Meet the Microbes Dwelling on Da Vinci’s Iconic Sketches

“Of course, we found many bacteria related with the skin microbiome,” says Piñar. “So when you are touching it, you are leaving your own microbiome there.” You might be thinking: So does that mean we now know what was crawling on da Vinci’s hands when he drew these masterpieces? Sadly, no, as the drawings have been handled by many, many other people in the five centuries since the master sketched them out. And to be clear, this genetic sequencing didn’t tell the researchers whether all these bacteria were dead or alive—just that they were present in some form.

Photograph: Pinar, et al./Frontiers in Microbiology

Among human skin microbes, the researchers found high levels of the bacteria genus Moraxella, particularly Moraxella osloensis, which is responsible for the stink of dirty laundry. In addition, they detected the infamous bacteria Salmonella and E. coli., both of which bring turmoil to the human gut. They also found bacteria species specific to the guts of common flies and fruit flies, meaning that bugs had been brazenly defecating on priceless works of art—at least until someone put them into impeccably clean drawers for storage, or behind glass where they’re displayed, sealed up and kept at the perfect temperature and humidity. “As the drawings are nowadays conserved, there’s no way that insects can go in and, you know, make their things there,” says Piñar. “It is not possible anymore. So you have to think this could have come from the times when the drawings were not stored like they are now.”

Piñar and her colleagues also found Aspergillus, a mold that’s dangerous for some people to inhale, and detected species of the genus Penicillium, the fungus that gave us penicillin. Most worryingly for both the artworks and the conservators who handle them, the analysis turned up the fungus Alternaria, known as a “paper-spoiler” for its habit of … spoiling paper. It’s also an allergen that can be dangerous to inhale.

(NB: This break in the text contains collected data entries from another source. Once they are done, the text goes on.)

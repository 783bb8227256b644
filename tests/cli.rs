//! Behaviour of the `deckgen` binary: stdout contract and exit codes

mod common;

use common::*;
use serde_json::{Value, json};
use std::process::Output;
use tempfile::TempDir;
use tokio::process::Command;
use wiremock::MockServer;

/// Run the binary in `dir` against `server`, clearing any ambient credentials
async fn deckgen(server: &MockServer, dir: &TempDir, args: &[&str]) -> Output {
    Command::new(env!("CARGO_BIN_EXE_deckgen"))
        .current_dir(dir.path())
        .env_remove("DECKGEN_APP_URL")
        .env("DECKGEN_BASE_URL", server.uri())
        .env("DECKGEN_API_KEY", TEST_API_KEY)
        .env("RUST_LOG", "info")
        .args([
            "--deck-poll-interval",
            "0.02",
            "--export-poll-interval",
            "0.02",
            "--timeout",
            "10",
        ])
        .args(args)
        .output()
        .await
        .unwrap()
}

#[tokio::test]
async fn export_run_prints_summary_then_file_line() {
    let server = MockServer::start().await;
    mount_create_deck(&server).await;
    mount_deck_polls(&server, 1, deck_body("complete", 6, 6)).await;
    mount_export_flow(&server).await;

    let dir = TempDir::new().unwrap();
    let output = deckgen(&server, &dir, &["Quarterly", "update"]).await;
    assert!(output.status.success(), "stderr: {}", String::from_utf8_lossy(&output.stderr));

    let stdout = String::from_utf8(output.stdout).unwrap();
    let lines: Vec<&str> = stdout.lines().collect();
    assert_eq!(lines.len(), 2, "stdout: {stdout}");

    let summary: Value = serde_json::from_str(lines[0]).unwrap();
    assert_eq!(summary["id"], json!(DECK_ID));
    assert_eq!(summary["format"], json!("pdf"));
    assert_eq!(summary["file"], json!("./deck-a1b2c3d4.pdf"));
    assert_eq!(lines[1], "FILE: ./deck-a1b2c3d4.pdf");

    assert_eq!(
        std::fs::read(dir.path().join("deck-a1b2c3d4.pdf")).unwrap(),
        EXPORT_BYTES
    );
}

#[tokio::test]
async fn no_export_prints_only_the_summary() {
    let server = MockServer::start().await;
    mount_create_deck(&server).await;
    mount_deck_polls(&server, 0, deck_body("complete", 3, 3)).await;
    forbid_export(&server).await;

    let dir = TempDir::new().unwrap();
    let output = deckgen(&server, &dir, &["--no-export", "Quarterly update"]).await;
    assert!(output.status.success(), "stderr: {}", String::from_utf8_lossy(&output.stderr));

    let stdout = String::from_utf8(output.stdout).unwrap();
    assert_eq!(stdout.lines().count(), 1, "stdout: {stdout}");
    assert!(!stdout.contains("FILE:"));

    let summary: Value = serde_json::from_str(stdout.trim()).unwrap();
    assert!(summary.get("file").is_none());
    assert_eq!(summary["slides"], json!(3));
}

#[tokio::test]
async fn deck_failure_exits_non_zero_and_logs_message() {
    let server = MockServer::start().await;
    mount_create_deck(&server).await;
    mount_deck_polls(
        &server,
        2,
        json!({ "status": "error", "error": "renderer crashed" }),
    )
    .await;
    forbid_export(&server).await;

    let dir = TempDir::new().unwrap();
    let output = deckgen(&server, &dir, &["Quarterly update"]).await;

    assert_eq!(output.status.code(), Some(1));
    assert!(output.stdout.is_empty());
    let stderr = String::from_utf8_lossy(&output.stderr);
    assert!(stderr.contains("renderer crashed"), "stderr: {stderr}");
}

#[tokio::test]
async fn missing_prompt_is_a_usage_error() {
    let server = MockServer::start().await;
    let dir = TempDir::new().unwrap();

    let output = deckgen(&server, &dir, &[]).await;

    assert_eq!(output.status.code(), Some(2));
    assert!(output.stdout.is_empty());
    assert!(server.received_requests().await.unwrap().is_empty());
}

#[tokio::test]
async fn missing_api_key_is_a_config_error() {
    let server = MockServer::start().await;
    let dir = TempDir::new().unwrap();

    let output = deckgen(&server, &dir, &["--api-key", "", "Quarterly update"]).await;

    assert_eq!(output.status.code(), Some(2));
    assert!(server.received_requests().await.unwrap().is_empty());
}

The team also found the fungi responsible for the “foxing” of paper, or the yellow-brown spots that form over the years. In addition to the DNA analysis, the researchers scoured the surface of the drawings with a microscope and spotted incrustations of calcium oxalate crystals produced by these fungi. “So you can infer a lot with this microscopic analysis and complement very well the molecular analysis that we do here,” says Piñar.